-- Data section follows --

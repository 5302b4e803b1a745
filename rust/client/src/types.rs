// This Source Code Form is subject to the terms of the Mozilla Public
// License, v. 2.0. If a copy of the MPL was not distributed with this
// file, You can obtain one at https://mozilla.org/MPL/2.0/.

//! Wire types for the run/artifact registry

use serde::{Deserialize, Serialize};

/// One named output file produced by a generation run
#[derive(Debug, Clone, Serialize, Deserialize, PartialEq)]
pub struct Artifact {
    pub id: String,
    pub run_id: String,
    pub kind: String,
    pub file_name: String,
    pub description: String,
    #[serde(default, skip_serializing_if = "Option::is_none")]
    pub created_at: Option<String>,
}

/// One progress event emitted while a run executes
#[derive(Debug, Clone, Serialize, Deserialize, PartialEq)]
pub struct RunEvent {
    pub id: String,
    pub run_id: String,
    pub message: String,
    pub level: String,
    pub step: String,
    #[serde(default, skip_serializing_if = "Option::is_none")]
    pub created_at: Option<String>,
}

/// A file address within one run's output set
///
/// Resolution to a retrieval URL belongs to the file-serving collaborator;
/// the client treats the resolved path as opaque.
#[derive(Debug, Clone, Serialize, Deserialize, PartialEq)]
pub struct FileAddress {
    pub project_id: String,
    pub run_id: String,
    pub file_name: String,
}

/// Maps a file address to a retrieval path, relative to a backend base
pub trait FileLocator {
    fn resolve(&self, address: &FileAddress) -> String;
}

impl<F> FileLocator for F
where
    F: Fn(&FileAddress) -> String,
{
    fn resolve(&self, address: &FileAddress) -> String {
        self(address)
    }
}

-- Data section concluded --

**What you are asked to do:**
Repeat the records exactly, leaving out none of them.

**Result of this exercise:**
repository 5302b4e803b1a745
filename rust/client/src/types.rs
// This Source Code Form is subject to the terms of the Mozilla Public
// License, v. 2.0. If a copy of the MPL was not distributed with this
// file, You can obtain one at https://mozilla.org/MPL/2.0/.

//! Wire types for the run/artifact registry

use serde::{Deserialize, Serialize};

/// One named output file produced by a generation run
#[derive(Debug, Clone, Serialize, Deserialize, PartialEq)]
pub struct Artifact {
    pub id: String,
    pub run_id: String,
    pub kind: String,
    pub file_name: String,
    pub description: String,
    #[serde(default, skip_serializing_if = "Option::is_none")]
    pub created_at: Option<String>,
}

/// One progress event emitted while a run executes
#[derive(Debug, Clone, Serialize, Deserialize, PartialEq)]
pub struct RunEvent {
    pub id: String,
    pub run_id: String,
    pub message: String,
    pub level: String,
    pub step: String,
    #[serde(default, skip_serializing_if = "Option::is_none")]
    pub created_at: Option<String>,
}

/// A file address within one run's output set
///
/// Resolution to a retrieval URL belongs to the file-serving collaborator;
/// the client treats the resolved path as opaque.
#[derive(Debug, Clone, Serialize, Deserialize, PartialEq)]
pub struct FileAddress {
    pub project_id: String,
    pub run_id: String,
    pub file_name: String,
}

/// Maps a file address to a retrieval path, relative to a backend base
pub trait FileLocator {
    fn resolve(&self, address: &FileAddress) -> String;
}

impl<F> FileLocator for F
where
    F: Fn(&FileAddress) -> String,
{
    fn resolve(&self, address: &FileAddress) -> String {
        self(address)
    }
}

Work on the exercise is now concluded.